Pulsed para-neural network (PPNN) synthesis in a 3-D cellular automata space

This paper deals with a synthesis of pulsed para-neural networks (PPNN) in a 3D cellular automata space. In its essence, PPNN is a set of simple processing units that change their states only in certain discrete moments of time. A given unit may send a pulse to and only to its nearest neighbors. There are three kinds of processing units: red cells, yellow cells, and blue cells. A red cell cumulates excitation/inhibition in both time and space. It emits a pulse if and only if the value of its counter at t+1 gets equal to or greater than 2, where the state of the counter for t+1 is the state for t plus the weighted sum of pulses incoming in t.

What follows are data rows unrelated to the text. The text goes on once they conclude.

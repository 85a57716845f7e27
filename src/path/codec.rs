//! Path tokenizer and its inverse.
//!
//! Grammar of one path piece (pieces are separated by `/`):
//!
//! ```text
//! ++<ns>++<name>    closed namespace form, only at the very start of the piece
//! <marker><name>    configured shortcut, only at the very start of the piece
//! <name>            anything else, in the default namespace
//! ```
//!
//! Empty pieces (leading, trailing or repeated slashes) are dropped.
//! Parsing is total: malformed marker syntax is a literal default name.
//!
//! # Example
//!
//! ```
//! use pathwalk::path::{create_path, parse_path, Namespace, Segment, Shortcuts};
//!
//! let shortcuts = Shortcuts::new().with("@@", Namespace::View);
//!
//! let stack = parse_path("/a//b/@@c", &shortcuts);
//! assert_eq!(
//!     stack.as_slice(),
//!     &[Segment::model("a"), Segment::model("b"), Segment::view("c")]
//! );
//!
//! assert_eq!(create_path(&stack, &Shortcuts::new()), "/a/b/++view++c");
//! assert_eq!(create_path(&stack, &shortcuts), "/a/b/@@c");
//! ```

use super::{Namespace, PathStack, Segment};

/// Opening and closing delimiter of the closed namespace form.
const NS_MARKER: &str = "++";

/// Ordered table of shortcut markers, e.g. `@@` for the view namespace.
#[derive(Debug, Clone, Default, PartialEq, Eq)]
pub struct Shortcuts {
    entries: Vec<(String, Namespace)>,
}

impl Shortcuts {
    /// Create an empty table.
    pub fn new() -> Self {
        Self::default()
    }

    /// Builder-style [`insert`](Self::insert).
    pub fn with(mut self, marker: impl Into<String>, namespace: Namespace) -> Self {
        self.insert(marker, namespace);
        self
    }

    /// Register `marker` as a prefix standing for `namespace`.
    ///
    /// Re-registering a marker replaces its namespace. Empty markers are
    /// ignored since they would match every piece.
    pub fn insert(&mut self, marker: impl Into<String>, namespace: Namespace) {
        let marker = marker.into();
        if marker.is_empty() {
            tracing::warn!("Ignoring empty shortcut marker for namespace {}", namespace);
            return;
        }
        match self.entries.iter_mut().find(|(m, _)| *m == marker) {
            Some(entry) => entry.1 = namespace,
            None => self.entries.push((marker, namespace)),
        }
    }

    /// Whether no shortcut is configured.
    pub fn is_empty(&self) -> bool {
        self.entries.is_empty()
    }

    /// Iterate over `(marker, namespace)` pairs in registration order.
    pub fn iter(&self) -> impl Iterator<Item = (&str, &Namespace)> {
        self.entries.iter().map(|(m, ns)| (m.as_str(), ns))
    }

    /// Longest marker that prefixes `piece`, with its namespace.
    pub fn namespace_for(&self, piece: &str) -> Option<(&str, &Namespace)> {
        self.iter()
            .filter(|(marker, _)| piece.starts_with(marker))
            .max_by_key(|(marker, _)| marker.len())
    }

    /// First marker registered for `namespace`.
    pub fn marker_for(&self, namespace: &Namespace) -> Option<&str> {
        self.iter()
            .find(|(_, ns)| *ns == namespace)
            .map(|(marker, _)| marker)
    }
}

/// Tokenize `path` into segments.
pub fn parse_path(path: &str, shortcuts: &Shortcuts) -> PathStack {
    path.split('/')
        .filter(|piece| !piece.is_empty())
        .map(|piece| parse_piece(piece, shortcuts))
        .collect()
}

/// Serialize segments back into a path.
///
/// Left inverse of [`parse_path`] as long as no name itself starts with
/// `++` or a configured marker.
pub fn create_path<'a, I>(segments: I, shortcuts: &Shortcuts) -> String
where
    I: IntoIterator<Item = &'a Segment>,
{
    let mut path = String::new();
    for segment in segments {
        path.push('/');
        if let Some(marker) = shortcuts.marker_for(&segment.namespace) {
            path.push_str(marker);
            path.push_str(&segment.name);
        } else if segment.namespace.is_default() {
            path.push_str(&segment.name);
        } else {
            path.push_str(NS_MARKER);
            path.push_str(segment.namespace.as_str());
            path.push_str(NS_MARKER);
            path.push_str(&segment.name);
        }
    }
    if path.is_empty() {
        path.push('/');
    }
    path
}

fn parse_piece(piece: &str, shortcuts: &Shortcuts) -> Segment {
    if let Some(segment) = parse_closed_namespace(piece) {
        return segment;
    }
    if let Some((marker, namespace)) = shortcuts.namespace_for(piece) {
        let name = &piece[marker.len()..];
        if !name.is_empty() {
            return Segment::new(namespace.clone(), name);
        }
    }
    Segment::model(piece)
}

/// `++<ns>++<name>`, recognized only at offset 0. Only the first closing
/// `++` delimits the namespace; the name is taken verbatim.
fn parse_closed_namespace(piece: &str) -> Option<Segment> {
    let body = piece.strip_prefix(NS_MARKER)?;
    let close = body.find(NS_MARKER)?;
    let (namespace, name) = (&body[..close], &body[close + NS_MARKER.len()..]);
    if namespace.is_empty() || name.is_empty() {
        return None;
    }
    // The first `++` closes the marker, so `namespace` is always printable.
    let namespace = Namespace::custom(namespace).ok()?;
    Some(Segment::new(namespace, name))
}

#[cfg(test)]
mod tests {
    use super::*;

    fn segs(stack: &PathStack) -> Vec<Segment> {
        stack.to_vec()
    }

    fn view_shortcut() -> Shortcuts {
        Shortcuts::new().with("@@", Namespace::View)
    }

    #[test]
    fn test_parse_default_namespace() {
        assert_eq!(
            segs(&parse_path("/a/b/c", &Shortcuts::new())),
            vec![Segment::model("a"), Segment::model("b"), Segment::model("c")]
        );
    }

    #[test]
    fn test_parse_empty() {
        assert!(parse_path("/", &Shortcuts::new()).is_empty());
        assert!(parse_path("", &Shortcuts::new()).is_empty());
        assert!(parse_path("///", &Shortcuts::new()).is_empty());
    }

    #[test]
    fn test_multi_slash() {
        let none = Shortcuts::new();
        assert_eq!(parse_path("/a/b/c", &none), parse_path("/a///b//c", &none));
        assert_eq!(parse_path("/a/b/c", &none), parse_path("/a/b/c/", &none));
        assert_eq!(parse_path("/a/b/c", &none), parse_path("a/b/c", &none));
    }

    #[test]
    fn test_create() {
        let stack = PathStack::new(vec![
            Segment::model("a"),
            Segment::model("b"),
            Segment::model("c"),
        ]);
        assert_eq!(create_path(&stack, &Shortcuts::new()), "/a/b/c");
    }

    #[test]
    fn test_create_empty() {
        assert_eq!(create_path(&PathStack::empty(), &Shortcuts::new()), "/");
    }

    fn attr() -> Namespace {
        Namespace::custom("attr").unwrap()
    }

    fn skin() -> Namespace {
        Namespace::custom("skin").unwrap()
    }

    #[test]
    fn test_parse_ns() {
        assert_eq!(
            segs(&parse_path("/a/b/++view++c", &Shortcuts::new())),
            vec![Segment::model("a"), Segment::model("b"), Segment::view("c")]
        );
    }

    #[test]
    fn test_parse_custom_ns() {
        assert_eq!(
            segs(&parse_path("/++skin++dark/page", &Shortcuts::new())),
            vec![
                Segment::new(Namespace::custom("skin").unwrap(), "dark"),
                Segment::model("page"),
            ]
        );
    }

    #[test]
    fn test_parse_explicit_default_ns() {
        assert_eq!(
            segs(&parse_path("/++default++a", &Shortcuts::new())),
            vec![Segment::model("a")]
        );
    }

    #[test]
    fn test_create_ns() {
        let stack = PathStack::new(vec![
            Segment::model("a"),
            Segment::model("b"),
            Segment::view("c"),
        ]);
        assert_eq!(create_path(&stack, &Shortcuts::new()), "/a/b/++view++c");
    }

    #[test]
    fn test_parse_ns_shortcut() {
        assert_eq!(
            segs(&parse_path("/a/b/@@c", &view_shortcut())),
            vec![Segment::model("a"), Segment::model("b"), Segment::view("c")]
        );
    }

    #[test]
    fn test_create_ns_shortcut() {
        let stack = PathStack::new(vec![
            Segment::model("a"),
            Segment::model("b"),
            Segment::view("c"),
        ]);
        assert_eq!(create_path(&stack, &view_shortcut()), "/a/b/@@c");
    }

    #[test]
    fn test_parse_ns_shortcut_not_at_beginning() {
        assert_eq!(
            segs(&parse_path("/a/b/a@@c", &view_shortcut())),
            vec![
                Segment::model("a"),
                Segment::model("b"),
                Segment::model("a@@c")
            ]
        );
    }

    #[test]
    fn test_create_ns_shortcut_not_at_beginning() {
        let stack = PathStack::new(vec![
            Segment::model("a"),
            Segment::model("b"),
            Segment::model("a@@c"),
        ]);
        assert_eq!(create_path(&stack, &view_shortcut()), "/a/b/a@@c");
    }

    #[test]
    fn test_parse_ns_weird_no_close() {
        assert_eq!(
            segs(&parse_path("/a/b/++c", &Shortcuts::new())),
            vec![Segment::model("a"), Segment::model("b"), Segment::model("++c")]
        );
    }

    #[test]
    fn test_create_ns_weird_no_close() {
        let stack = PathStack::new(vec![
            Segment::model("a"),
            Segment::model("b"),
            Segment::model("++c"),
        ]);
        assert_eq!(create_path(&stack, &Shortcuts::new()), "/a/b/++c");
    }

    #[test]
    fn test_parse_ns_weird_no_open() {
        assert_eq!(
            segs(&parse_path("/a/b/view++c", &Shortcuts::new())),
            vec![
                Segment::model("a"),
                Segment::model("b"),
                Segment::model("view++c")
            ]
        );
    }

    #[test]
    fn test_create_ns_weird_no_open() {
        let stack = PathStack::new(vec![
            Segment::model("a"),
            Segment::model("b"),
            Segment::model("view++c"),
        ]);
        assert_eq!(create_path(&stack, &Shortcuts::new()), "/a/b/view++c");
    }

    #[test]
    fn test_parse_ns_only_first_delimiter() {
        assert_eq!(
            segs(&parse_path("/++view++c++d++e", &Shortcuts::new())),
            vec![Segment::view("c++d++e")]
        );
    }

    #[test]
    fn test_parse_ns_empty_parts_are_literal() {
        let none = Shortcuts::new();
        assert_eq!(segs(&parse_path("/++view++", &none)), vec![Segment::model("++view++")]);
        assert_eq!(segs(&parse_path("/++++c", &none)), vec![Segment::model("++++c")]);
    }

    #[test]
    fn test_bare_shortcut_is_literal() {
        assert_eq!(
            segs(&parse_path("/@@", &view_shortcut())),
            vec![Segment::model("@@")]
        );
    }

    #[test]
    fn test_closed_form_wins_over_shortcut() {
        let shortcuts = Shortcuts::new().with("++", attr());
        assert_eq!(
            segs(&parse_path("/++view++c/++x", &shortcuts)),
            vec![
                Segment::view("c"),
                Segment::new(attr(), "x")
            ]
        );
    }

    #[test]
    fn test_longest_shortcut_wins() {
        let shortcuts = Shortcuts::new()
            .with("@", attr())
            .with("@@", Namespace::View);
        assert_eq!(
            segs(&parse_path("/@@c/@d", &shortcuts)),
            vec![Segment::view("c"), Segment::new(attr(), "d")]
        );
    }

    #[test]
    fn test_shortcut_reinsert_replaces() {
        let mut shortcuts = view_shortcut();
        shortcuts.insert("@@", skin());
        assert_eq!(shortcuts.iter().count(), 1);
        assert_eq!(shortcuts.marker_for(&Namespace::View), None);
        assert_eq!(shortcuts.marker_for(&skin()), Some("@@"));
    }

    #[test]
    fn test_empty_shortcut_ignored() {
        let shortcuts = Shortcuts::new().with("", Namespace::View);
        assert!(shortcuts.is_empty());
    }

    #[test]
    fn test_round_trip() {
        let stack = PathStack::new(vec![
            Segment::model("folder"),
            Segment::new(skin(), "dark"),
            Segment::model("doc.txt"),
            Segment::view("edit"),
        ]);
        for shortcuts in [Shortcuts::new(), view_shortcut()] {
            let path = create_path(&stack, &shortcuts);
            assert_eq!(parse_path(&path, &shortcuts), stack);
        }
    }

    #[test]
    fn test_round_trip_builtin_names_as_namespaces() {
        // Spelling a built-in namespace by name yields the built-in variant,
        // so what is printed parses back to the same segments.
        let stack = PathStack::new(vec![
            Segment::new(Namespace::custom("default").unwrap(), "a"),
            Segment::new(Namespace::custom("view").unwrap(), "c"),
        ]);
        assert_eq!(stack.to_vec(), vec![Segment::model("a"), Segment::view("c")]);

        let path = create_path(&stack, &Shortcuts::new());
        assert_eq!(path, "/a/++view++c");
        assert_eq!(parse_path(&path, &Shortcuts::new()), stack);
    }

    #[test]
    fn test_round_trip_namespace_with_plus() {
        let stack = PathStack::new(vec![Segment::new(Namespace::custom("+x").unwrap(), "y")]);
        let path = create_path(&stack, &Shortcuts::new());
        assert_eq!(path, "/+++x++y");
        assert_eq!(parse_path(&path, &Shortcuts::new()), stack);
    }
}
//! # pathwalk
//!
//! Resolve request paths into view handlers by walking an object graph.
//!
//! A path such as `/docs/readme/++view++edit` is tokenized into
//! `(namespace, name)` segments, consumed one step at a time against the
//! current object by consumers registered for its type, and whatever is
//! left over (at most one segment) names the view that renders the object
//! reached.
//!
//! ## Architecture
//!
//! - **Path** ([`path`]): tokenizer with `++ns++name` markers and shortcut
//!   prefixes such as `@@`, plus its inverse
//! - **Lookup** ([`lookup`]): consumers, views, and type-indexed registries
//! - **Resolve** ([`resolve`]): model traversal and view resolution
//! - **Publisher** ([`Publisher`]): decode → tokenize → traverse → view
//!
//! ## Example
//!
//! ```
//! use pathwalk::lookup::{ConsumerRegistry, RequestContext, ViewRegistry};
//! use pathwalk::path::Segment;
//! use pathwalk::{Node, Publisher};
//!
//! #[derive(Debug)]
//! struct Users;
//!
//! #[derive(Debug)]
//! struct User(String);
//!
//! let mut consumers = ConsumerRegistry::new();
//! consumers.register(|_: &Users, segment: &Segment| Some(Node::new(User(segment.name.clone()))));
//!
//! let mut views: ViewRegistry<String> = ViewRegistry::new();
//! views.register("index", |user: &User, _: &RequestContext| format!("profile of {}", user.0));
//!
//! let publisher = Publisher::builder(consumers, views).build().unwrap();
//! let handler = publisher
//!     .publish(&Node::new(Users), "/alice", &RequestContext::default())
//!     .unwrap();
//!
//! assert_eq!(handler, "profile of alice");
//! ```

pub mod error;
pub mod lookup;
pub mod path;
pub mod resolve;

mod model;
mod publisher;

pub use error::{ConfigError, PublicationError, ResolveError};
pub use lookup::RequestContext;
pub use model::{Model, Node, TypeKey};
pub use publisher::{Publisher, PublisherBuilder, PublisherConfig};
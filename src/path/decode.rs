//! Raw path normalization.
//!
//! Transports hand over the path still percent-encoded. Decoding happens on
//! bytes first and the result is then read as UTF-8, so multi-byte
//! characters split across escapes (`%C3%A9`) come out whole.
//!
//! Decoding is total:
//! - malformed escapes (`%ZZ`, a trailing `%`) are kept literally
//! - invalid UTF-8 is replaced with U+FFFD
//! - `+` is left alone; it is not a space in paths

use std::borrow::Cow;

/// Percent-decode a raw path into normalized text.
///
/// # Example
///
/// ```
/// use pathwalk::path::decode_path;
///
/// assert_eq!(decode_path("/docs/caf%C3%A9/%2B%2Bview%2B%2Bedit"), "/docs/café/++view++edit");
/// ```
pub fn decode_path(raw: &str) -> Cow<'_, str> {
    if !raw.contains('%') {
        return Cow::Borrowed(raw);
    }
    Cow::Owned(decode_path_bytes(raw.as_bytes()))
}

/// Percent-decode raw path bytes, as received off the wire.
pub fn decode_path_bytes(raw: &[u8]) -> String {
    let decoded = urlencoding::decode_binary(raw);
    String::from_utf8_lossy(&decoded).into_owned()
}

#[cfg(test)]
mod tests {
    use super::*;

    #[test]
    fn test_plain_path_borrowed() {
        let decoded = decode_path("/a/b/c");
        assert!(matches!(decoded, Cow::Borrowed(_)));
        assert_eq!(decoded, "/a/b/c");
    }

    #[test]
    fn test_utf8_escapes() {
        assert_eq!(decode_path("/caf%C3%A9"), "/café");
    }

    #[test]
    fn test_plus_is_not_space() {
        assert_eq!(decode_path("/++view++c%20d"), "/++view++c d");
    }

    #[test]
    fn test_malformed_escape_kept() {
        assert_eq!(decode_path("/a%ZZb/%"), "/a%ZZb/%");
    }

    #[test]
    fn test_invalid_utf8_replaced() {
        assert_eq!(decode_path("/a%FFb"), "/a\u{FFFD}b");
    }

    #[test]
    fn test_raw_bytes() {
        assert_eq!(decode_path_bytes(b"/x/%40%40index"), "/x/@@index");
        assert_eq!(decode_path_bytes(&[b'/', 0xC3, 0xA9]), "/é");
    }
}
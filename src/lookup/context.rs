//! Request context passed through to view lookup.
//!
//! The transport fills it in; resolvers never look inside except for the raw
//! path read by [`Publisher::publish_request`](crate::Publisher::publish_request).
//!
//! # Example
//!
//! ```
//! use pathwalk::RequestContext;
//!
//! let ctx = RequestContext::new("/docs/++view++edit")
//!     .with_var("REQUEST_METHOD", "GET")
//!     .with_var("HTTP_ACCEPT", "text/html");
//!
//! assert_eq!(ctx.path(), "/docs/++view++edit");
//! assert_eq!(ctx.var("REQUEST_METHOD"), Some("GET"));
//! ```

use std::collections::HashMap;

use serde::{Deserialize, Serialize};

/// Raw request path plus opaque request metadata.
#[derive(Debug, Clone, Default, PartialEq, Eq, Serialize, Deserialize)]
pub struct RequestContext {
    /// Raw, still percent-encoded request path.
    path: String,
    /// Transport-specific request variables.
    #[serde(default)]
    environ: HashMap<String, String>,
}

impl RequestContext {
    /// Create a context for the given raw path.
    pub fn new(path: impl Into<String>) -> Self {
        Self {
            path: path.into(),
            environ: HashMap::new(),
        }
    }

    /// Add a request variable.
    pub fn with_var(mut self, key: impl Into<String>, value: impl Into<String>) -> Self {
        self.environ.insert(key.into(), value.into());
        self
    }

    /// Get the raw request path.
    #[inline]
    pub fn path(&self) -> &str {
        &self.path
    }

    /// Get a request variable.
    pub fn var(&self, key: &str) -> Option<&str> {
        self.environ.get(key).map(|s| s.as_str())
    }

    /// All request variables.
    pub fn environ(&self) -> &HashMap<String, String> {
        &self.environ
    }
}

#[cfg(test)]
mod tests {
    use super::*;

    #[test]
    fn test_vars() {
        let ctx = RequestContext::new("/").with_var("a", "1").with_var("a", "2");
        assert_eq!(ctx.var("a"), Some("2"));
        assert_eq!(ctx.var("missing"), None);
        assert_eq!(ctx.environ().len(), 1);
    }

    #[test]
    fn test_from_json() {
        let ctx: RequestContext =
            serde_json::from_str(r#"{"path": "/a/@@b", "environ": {"REMOTE_ADDR": "::1"}}"#)
                .unwrap();
        assert_eq!(ctx.path(), "/a/@@b");
        assert_eq!(ctx.var("REMOTE_ADDR"), Some("::1"));
    }

    #[test]
    fn test_from_json_without_environ() {
        let ctx: RequestContext = serde_json::from_str(r#"{"path": "/"}"#).unwrap();
        assert!(ctx.environ().is_empty());
    }
}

Each weight is associated with one and only one inlet to the cell and may be equal to 1, 0 or -1. The counter is zeroed after every pulse emission. A yellow cell represents a formal neuron whose inputs provide a pre-synaptic inhibition to all other inputs. A string of adjacent blue cells constitutes an axon. A number of useful devices has been created in its framework. We present: (1) an associative memory to be filled via reinforcement learning (what is remembered is a set of phases of pulses circulating in closed loops made of cells), (2) a spiking neuron that non-linearly cumulates excitation and responds with a changeable frequency of produced pulses, (3) an adjustable timer, and (4) an object location recognizer. We also present tools and methods used for PPNN synthesis.